I've had this doll for a long while now, back in the darkest time of my life, when nothing seemed to go right for me. I was advised to find an outlet, letting out my thoughts either in the form of writing or drawing. One of my drawings was the design for the doll in this post. I spent a lot of time with it, shading it, coloring it and all that. Then I got the idea of turning the drawing into something physical.

I searched and searched, and eventually found someone I trusted that could help me with this. For months, we worked together, choosing the materials, fabrics and threads to make my doll's body, hair and eyes. A lot of money was spent. But the process helped my mind be in a better place, and the result was so worth it.

I was so happy the day I had him in my hands, and since then, he has been my emotional support doll. I don't know if it's strange, but whenever I look at him, I just feel like I can overcome everything. So yes, he's very important to me. My sister told me maybe it was time for me to let go of him.

Again, I told them I could give my niece any other dolls and stuff animals she wanted, just not this one. My niece cried harder, and started screaming. My sister told me I was being an overgrown child, that I needed to act my age and stop clinging to a toy. It ended with her leaving with my still crying niece, telling me that I needed to prioritize my family over a doll. AITA?

Commenters had lots to say about the dynamic.

Creative-Passenger87 wrote:

You might consider a sale place to hide him when they are visiting. Does your sister have a key to your house?

OP responded:

I'm living with our parents, because it's closer to my office (and it makes it easier for me to take care of them). So my sister does have the key to the house...

Peony-Pony wrote:

NTA. "My sister told me maybe it was time for me to let go of him. Again, I told them I could give my niece any other dolls and stuff animals she wanted, just not this one. My niece cried harder, and started screaming. My sister told me I was being an overgrown child, that I needed to act my age and stop clinging to a toy."
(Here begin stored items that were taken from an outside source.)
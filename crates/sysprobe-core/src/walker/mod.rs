//! Crash-tolerant concurrent resource walker.
//!
//! One walker thread traverses a directory tree in scrambled order, publishing each
//! eligible file as the shared "current target". A fixed pool of workers race
//! against that target with a bounded probe sequence. A process-wide recovery point
//! turns a segmentation fault on any of these threads into an aborted run instead of
//! a crashed process.
//!
//! Lifecycle: `Idle -> Initializing -> Running -> Draining -> Success | Aborted`.

pub mod cursor;
pub mod drain;
pub mod order;
pub mod probe;
pub mod recovery;
mod signals;

use std::fs;
use std::io;
use std::os::unix::thread::JoinHandleExt;
use std::path::{Path, PathBuf};
use std::sync::Arc;
use std::sync::atomic::{AtomicBool, AtomicU8, Ordering};
use std::thread::{self, JoinHandle};
use std::time::{Duration, Instant};

use parking_lot::Mutex;
use thiserror::Error;

use crate::control::{NoOomAdjust, OomAdjuster, ProbeEvent, ProbeObserver};
use crate::rng::Mwc;

pub use cursor::TraversalCursor;
pub use drain::{KMSG_PATH, LogDrain};
pub use order::{Denylist, EntryKind};
pub use probe::{BadBuffer, FileProber, PROBE_BUF_SIZE, ProbeContext, Prober};
pub use recovery::{FaultInfo, RecoveryPoint};

use signals::InstalledHandler;

/// Tunables for a walker run.
#[derive(Debug, Clone, PartialEq, Eq)]
pub struct WalkerConfig {
    pub workers: usize,
    pub max_depth: usize,
    /// Pause after each published target.
    pub quantum: Duration,
    /// Time budget for the read phase of one probe.
    pub target_budget: Duration,
    /// Kernel log source; `None` disables the drain.
    pub drain_source: Option<PathBuf>,
    /// Worker back-off after a log burst.
    pub drain_delay: Duration,
    /// Worker sleep between probes and while idle.
    pub poll_interval: Duration,
    /// Bound on every cursor lock acquisition.
    pub cursor_wait: Duration,
    /// How long `stop` waits for threads to exit.
    pub grace_period: Duration,
    /// Delivered to threads during shutdown to interrupt blocking calls.
    pub unblock_signal: i32,
    pub denylist: Denylist,
}

impl Default for WalkerConfig {
    fn default() -> Self {
        Self {
            workers: 4,
            max_depth: 20,
            quantum: Duration::from_millis(40),
            target_budget: Duration::from_millis(200),
            drain_source: Some(PathBuf::from(KMSG_PATH)),
            drain_delay: Duration::from_millis(50),
            poll_interval: Duration::from_millis(10),
            cursor_wait: Duration::from_millis(100),
            grace_period: Duration::from_secs(2),
            unblock_signal: libc::SIGUSR1,
            denylist: Denylist::default(),
        }
    }
}

#[repr(u8)]
#[derive(Debug, Clone, Copy, PartialEq, Eq, Hash)]
pub enum WalkerState {
    Idle = 0,
    Initializing = 1,
    Running = 2,
    Draining = 3,
    Success = 4,
    Aborted = 5,
}

impl WalkerState {
    #[must_use]
    pub const fn name(self) -> &'static str {
        match self {
            Self::Idle => "idle",
            Self::Initializing => "initializing",
            Self::Running => "running",
            Self::Draining => "draining",
            Self::Success => "success",
            Self::Aborted => "aborted",
        }
    }

    fn from_u8(v: u8) -> Self {
        match v {
            1 => Self::Initializing,
            2 => Self::Running,
            3 => Self::Draining,
            4 => Self::Success,
            5 => Self::Aborted,
            _ => Self::Idle,
        }
    }

    #[must_use]
    pub const fn is_terminal(self) -> bool {
        matches!(self, Self::Success | Self::Aborted)
    }

    #[must_use]
    pub const fn can_transition_to(self, next: Self) -> bool {
        matches!(
            (self, next),
            (Self::Idle, Self::Initializing)
                | (Self::Initializing, Self::Running)
                | (Self::Running, Self::Draining)
                | (Self::Draining, Self::Success)
                | (Self::Draining, Self::Aborted)
        )
    }
}
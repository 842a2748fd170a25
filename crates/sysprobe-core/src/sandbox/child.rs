//! The trial child: everything between `fork` and `_exit`.
//!
//! Only async-signal-safe calls are made here. The child's exit status encodes the
//! result so the parent can classify it without any other channel:
//!
//! | status                      | meaning                                   |
//! |-----------------------------|-------------------------------------------|
//! | `0`                         | the call succeeded                        |
//! | `1..FAULT_STATUS_BASE`      | the call (or setup) failed with that errno |
//! | `FAULT_STATUS_BASE + sig`   | a fatal signal was caught                 |
//! | `FAULT_STATUS_BASE + ALRM`  | the watchdog fired                        |

use std::time::Duration;

use libc::{c_int, pid_t};
use sysprobe_shm::InheritedMapping;

use super::ChildOutcome;
use super::ops::{HazardArgs, Operation};

/// Exit status offset for caught fatal signals. Above every errno value.
pub const FAULT_STATUS_BASE: c_int = 192;

/// Trial CPU-time limit. The kernel SIGKILLs a child that reaches it.
pub const CPU_LIMIT_SECS: libc::rlim_t = 1;

/// Watchdog period.
pub const WATCHDOG_USEC: libc::suseconds_t = 100_000;

/// Signals that end a trial with a fixed per-signal status.
pub const FATAL_SIGNALS: [c_int; 9] = [
    libc::SIGILL,
    libc::SIGTRAP,
    libc::SIGFPE,
    libc::SIGBUS,
    libc::SIGSEGV,
    libc::SIGABRT,
    libc::SIGINT,
    libc::SIGHUP,
    libc::SIGALRM,
];

const NOBODY: libc::uid_t = 65534;

pub(crate) struct ChildPlan {
    pub(crate) op: Operation,
    pub(crate) args: HazardArgs,
    pub(crate) pgrp: pid_t,
    pub(crate) parent: pid_t,
    pub(crate) heap: Option<InheritedMapping>,
}

extern "C" fn fatal_handler(sig: c_int) {
    // SAFETY: _exit is async-signal-safe.
    unsafe { libc::_exit(FAULT_STATUS_BASE + sig) }
}

fn errno() -> c_int {
    std::io::Error::last_os_error()
        .raw_os_error()
        .unwrap_or(libc::EINVAL)
}

/// Exit with the current errno, never 0.
fn fail() -> ! {
    let e = errno();
    // SAFETY: _exit never returns and runs no destructors.
    unsafe { libc::_exit(if e > 0 && e < FAULT_STATUS_BASE { e } else { libc::EINVAL }) }
}

/// At most one second of CPU and two processes. Failures keep the old limits.
fn restrict_limits() {
    let cpu = libc::rlimit {
        rlim_cur: CPU_LIMIT_SECS,
        rlim_max: CPU_LIMIT_SECS,
    };
    let nproc = libc::rlimit {
        rlim_cur: 2,
        rlim_max: 2,
    };
    // SAFETY: both are valid rlimit values.
    unsafe {
        libc::setrlimit(libc::RLIMIT_CPU, &cpu);
        libc::setrlimit(libc::RLIMIT_NPROC, &nproc);
    }
}

/// Give up root, if we have it. Refuses to continue if that fails.
fn drop_privilege() {
    // SAFETY: plain credential syscalls on the calling process.
    unsafe {
        let zero: libc::c_ulong = 0;
        libc::prctl(libc::PR_SET_NO_NEW_PRIVS, 1 as libc::c_ulong, zero, zero, zero);
        if libc::geteuid() != 0 {
            return;
        }
        if libc::setgroups(0, std::ptr::null()) != 0
            || libc::setresgid(NOBODY, NOBODY, NOBODY) != 0
            || libc::setresuid(NOBODY, NOBODY, NOBODY) != 0
        {
            fail();
        }
    }
}

fn install_fatal_handlers() {
    for sig in FATAL_SIGNALS {
        // SAFETY: a zeroed sigaction with an empty mask and a plain handler is valid.
        unsafe {
            let mut sa: libc::sigaction = std::mem::zeroed();
            sa.sa_sigaction = fatal_handler as extern "C" fn(c_int) as libc::sighandler_t;
            libc::sigemptyset(&mut sa.sa_mask);
            if libc::sigaction(sig, &sa, std::ptr::null_mut()) != 0 {
                fail();
            }
        }
    }
}

fn arm_watchdog() {
    let period = libc::timeval {
        tv_sec: 0,
        tv_usec: WATCHDOG_USEC,
    };
    let timer = libc::itimerval {
        it_interval: period,
        it_value: period,
    };
    // SAFETY: timer is a valid itimerval.
    if unsafe { libc::setitimer(libc::ITIMER_REAL, &timer, std::ptr::null_mut()) } != 0 {
        fail();
    }
}

/// Run one trial in the freshly forked child. Never returns.
pub(crate) fn run(plan: &ChildPlan) -> ! {
    if let Some(heap) = plan.heap {
        // SAFETY: this process never touches the heap after this point.
        unsafe { heap.unmap() };
    }

    restrict_limits();
    drop_privilege();
    install_fatal_handlers();

    // SAFETY: plain process-control syscalls.
    unsafe {
        if plan.pgrp > 0 {
            libc::setpgid(0, plan.pgrp);
        }
        libc::prctl(libc::PR_SET_PDEATHSIG, libc::SIGKILL as libc::c_ulong);
        if libc::getppid() != plan.parent {
            libc::_exit(libc::ESRCH);
        }
    }

    arm_watchdog();

    // SAFETY: this process is sacrificial; any damage ends with it.
    let ret = unsafe { plan.op.invoke(&plan.args) };
    let code = if ret < 0 {
        let e = errno();
        if e > 0 && e < FAULT_STATUS_BASE { e } else { libc::EINVAL }
    } else {
        0
    };
    // SAFETY: see `fail`.
    unsafe { libc::_exit(code) }
}

/// Classify a reaped trial child given the CPU time it consumed.
///
/// A raw `SIGKILL` is either the OOM killer or the `RLIMIT_CPU` hard limit; a child
/// that used up its CPU allowance was a hang the watchdog did not catch.
#[must_use]
pub fn classify_trial(status: c_int, cpu_time: Duration) -> ChildOutcome {
    match classify(status) {
        ChildOutcome::OomKilled if cpu_time >= Duration::from_secs(CPU_LIMIT_SECS) => {
            ChildOutcome::TimedOut
        }
        outcome => outcome,
    }
}

/// Map a `waitpid` status to an outcome.
#[must_use]
pub fn classify(status: c_int) -> ChildOutcome {
    if libc::WIFSIGNALED(status) {
        return match libc::WTERMSIG(status) {
            libc::SIGKILL => ChildOutcome::OomKilled,
            sig => ChildOutcome::Signaled(sig),
        };
    }
    if !libc::WIFEXITED(status) {
        return ChildOutcome::Signaled(0);
    }
    match libc::WEXITSTATUS(status) {
        0 => ChildOutcome::Success,
        code if code == FAULT_STATUS_BASE + libc::SIGALRM => ChildOutcome::TimedOut,
        code if code > FAULT_STATUS_BASE && code <= FAULT_STATUS_BASE + 31 => {
            ChildOutcome::Signaled(code - FAULT_STATUS_BASE)
        }
        errno => ChildOutcome::ErrnoValue(errno),
    }
}
//! RAII signal disposition swaps.

use libc::c_int;

/// A handler installed over a previous disposition, restored on drop.
pub(crate) struct InstalledHandler {
    signo: c_int,
    previous: libc::sigaction,
}

impl InstalledHandler {
    /// Install `handler` for `signo` with `flags`. `SA_RESTART` is never added.
    pub(crate) fn install(
        signo: c_int,
        handler: libc::sighandler_t,
        flags: c_int,
    ) -> Result<Self, i32> {
        // SAFETY: zeroed sigaction structs are valid; both pointers are live.
        unsafe {
            let mut action: libc::sigaction = std::mem::zeroed();
            action.sa_sigaction = handler;
            action.sa_flags = flags;
            libc::sigemptyset(&mut action.sa_mask);
            let mut previous: libc::sigaction = std::mem::zeroed();
            if libc::sigaction(signo, &action, &mut previous) != 0 {
                return Err(crate::sandbox::last_errno());
            }
            Ok(Self { signo, previous })
        }
    }

    /// Leave the handler in place for the rest of the process.
    pub(crate) fn leak(self) {
        std::mem::forget(self);
    }
}

impl Drop for InstalledHandler {
    fn drop(&mut self) {
        // SAFETY: restoring a disposition previously returned by the kernel.
        unsafe { libc::sigaction(self.signo, &self.previous, std::ptr::null_mut()) };
    }
}

extern "C" fn ignore_signal(_sig: c_int) {}

/// No-op handler without `SA_RESTART`, so delivery interrupts blocking calls.
pub(crate) fn install_unblock_handler(signo: c_int) -> Result<InstalledHandler, i32> {
    InstalledHandler::install(
        signo,
        ignore_signal as extern "C" fn(c_int) as libc::sighandler_t,
        0,
    )
}
impl Session {
    fn open(
        stressor: Stressor,
        config: &RunConfig,
        emitter: LogEmitter,
    ) -> Result<Self, HarnessError> {
        let heap = Arc::new(SharedHeap::init(&config.heap_config())?);
        let progress = heap.allocate_counter_slot()?;
        let observer = Arc::new(LogObserver::new(
            emitter,
            Arc::clone(&heap),
            progress,
            stressor.component(),
        ));

        let metric = match heap.intern_const_str(stressor.metric_description()) {
            Ok(shared) => shared.as_str().to_owned(),
            Err(err) => {
                observer.log(
                    LogEntry::event(LogLevel::Warn, "metric_not_shared")
                        .with_component(Component::Heap)
                        .with_details(serde_json::json!({ "error": err.to_string() })),
                );
                stressor.metric_description().to_owned()
            }
        };
        observer.log(
            LogEntry::event(LogLevel::Info, "run_start")
                .with_component(Component::Harness)
                .with_details(serde_json::json!({
                    "stressor": stressor.name(),
                    "metric": metric,
                    "heap_capacity": heap.capacity(),
                    "duration_secs": config.duration_secs,
                    "max_ops": config.max_ops,
                })),
        );

        Ok(Self {
            stressor,
            heap,
            observer,
            started: Instant::now(),
        })
    }

    fn budget<'a>(
        &'a self,
        config: &RunConfig,
        running: &'a AtomicBool,
    ) -> Result<RunBudget<'a>, HarnessError> {
        let progress = self
            .heap
            .counter(self.observer.progress)
            .ok_or(HeapError::Released)?;
        let budget = RunBudget::new(progress)
            .with_max_ops(config.max_ops)
            .with_cancel_flag(running);
        Ok(match config.duration() {
            Some(duration) => budget.with_duration(duration),
            None => budget,
        })
    }

    fn finish(self, result: Result<RunStatus, HarnessError>) -> Result<RunSummary, HarnessError> {
        let ops = self.observer.progress();
        let elapsed = self.started.elapsed();
        let duration_ms = u64::try_from(elapsed.as_millis()).unwrap_or(u64::MAX);

        let end = match &result {
            Ok(status) => {
                let mut entry = LogEntry::event(LogLevel::Info, "run_end")
                    .with_outcome(status.outcome())
                    .with_exit_code(status.exit_code());
                if let RunStatus::Completed { restarts } | RunStatus::OomStopped { restarts } =
                    status
                {
                    entry = entry.with_details(serde_json::json!({ "restarts": restarts }));
                }
                if let RunStatus::Aborted {
                    last_target: Some(path),
                    ..
                } = status
                {
                    entry = entry.with_path(path);
                }
                entry
            }
            Err(err) => LogEntry::event(LogLevel::Error, "run_failed")
                .with_outcome(Outcome::Failed)
                .with_exit_code(err.exit_code())
                .with_details(serde_json::json!({ "error": err.to_string() })),
        };
        self.observer.log(
            end.with_component(Component::Harness)
                .with_count(ops)
                .with_duration_ms(duration_ms),
        );

        let Self {
            stressor,
            heap,
            observer,
            ..
        } = self;
        let live = heap.usage()?;
        log_heap_usage(&observer, &live);
        observer.flush();
        drop(observer);

        // abandoned walker threads may still hold the observer, and with it the heap
        let usage = match Arc::try_unwrap(heap) {
            Ok(mut heap) => heap.deinit(),
            Err(_) => live,
        };

        let status = result?;
        Ok(RunSummary {
            stressor,
            status,
            ops,
            elapsed,
            heap: usage,
        })
    }
}

fn log_heap_usage(observer: &LogObserver, usage: &HeapUsage) {
    let mut lines = usage.diagnostics().into_iter();
    if let Some(summary) = lines.next() {
        observer.log(
            LogEntry::event(LogLevel::Info, "heap_usage")
                .with_component(Component::Heap)
                .with_details(serde_json::json!({
                    "used": usage.used,
                    "capacity": usage.capacity,
                    "utilization_percent": usage.utilization_percent(),
                    "interned": usage.interned,
                    "message": summary,
                })),
        );
    }
    for line in lines {
        observer.log(
            LogEntry::event(LogLevel::Warn, "heap_out_of_memory")
                .with_component(Component::Heap)
                .with_details(serde_json::json!({ "message": line })),
        );
    }
}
"It ended with her leaving with my still crying niece, telling me that I needed to prioritize my family over a doll." Maybe your sister needs to teach her child she can't have everything she wants when it belongs to someone else. It's called correcting your child. It's basic parenting.

Dry_Mushroom7606 wrote:

HIDE YOUR DOLL. Do NOT leave it unprotected in your house, or there's a good chance it will disappear for good. In fact, since you're staying with your parents, I would just put a lock on your door, and don't give anyone a key!

OP responded;

Thank you. I think I'll do this.

KalitheBlaze wrote:

NTA. Your niece needs to be taught that she can’t have everything she wants, or she’s going to grow into an absolute monster. Sounds like your sister already has her on that path.

She needs to be taught that other people’s needs and wants have to be considered, too. She wants the doll because she likes it, but she doesn’t have any kind of deep connection to the doll. You need it because it is a comfort item you rely on. Needs trump wants.

GrymDraig wrote:

NTA. You're under no obligation to give up anything to your niece, much less something that has so much meaning for you. It honestly sounds like she's spoiled, and your sister doesn't know how to tell her child no.

Your sister is 100% an AH for telling you to act your age and stop clinging to a toy. Not only are her statements nonsense, but she's trying to shame you and emotionally manipulate you.

The statement about you needing to prioritize family over a doll is also extremely hypocritical of her, as she's clearly not prioritizing your feelings. I sincerely hope you don't give in and that you take precautions such that your sister and her daughter don't get access to the toy when you're not present.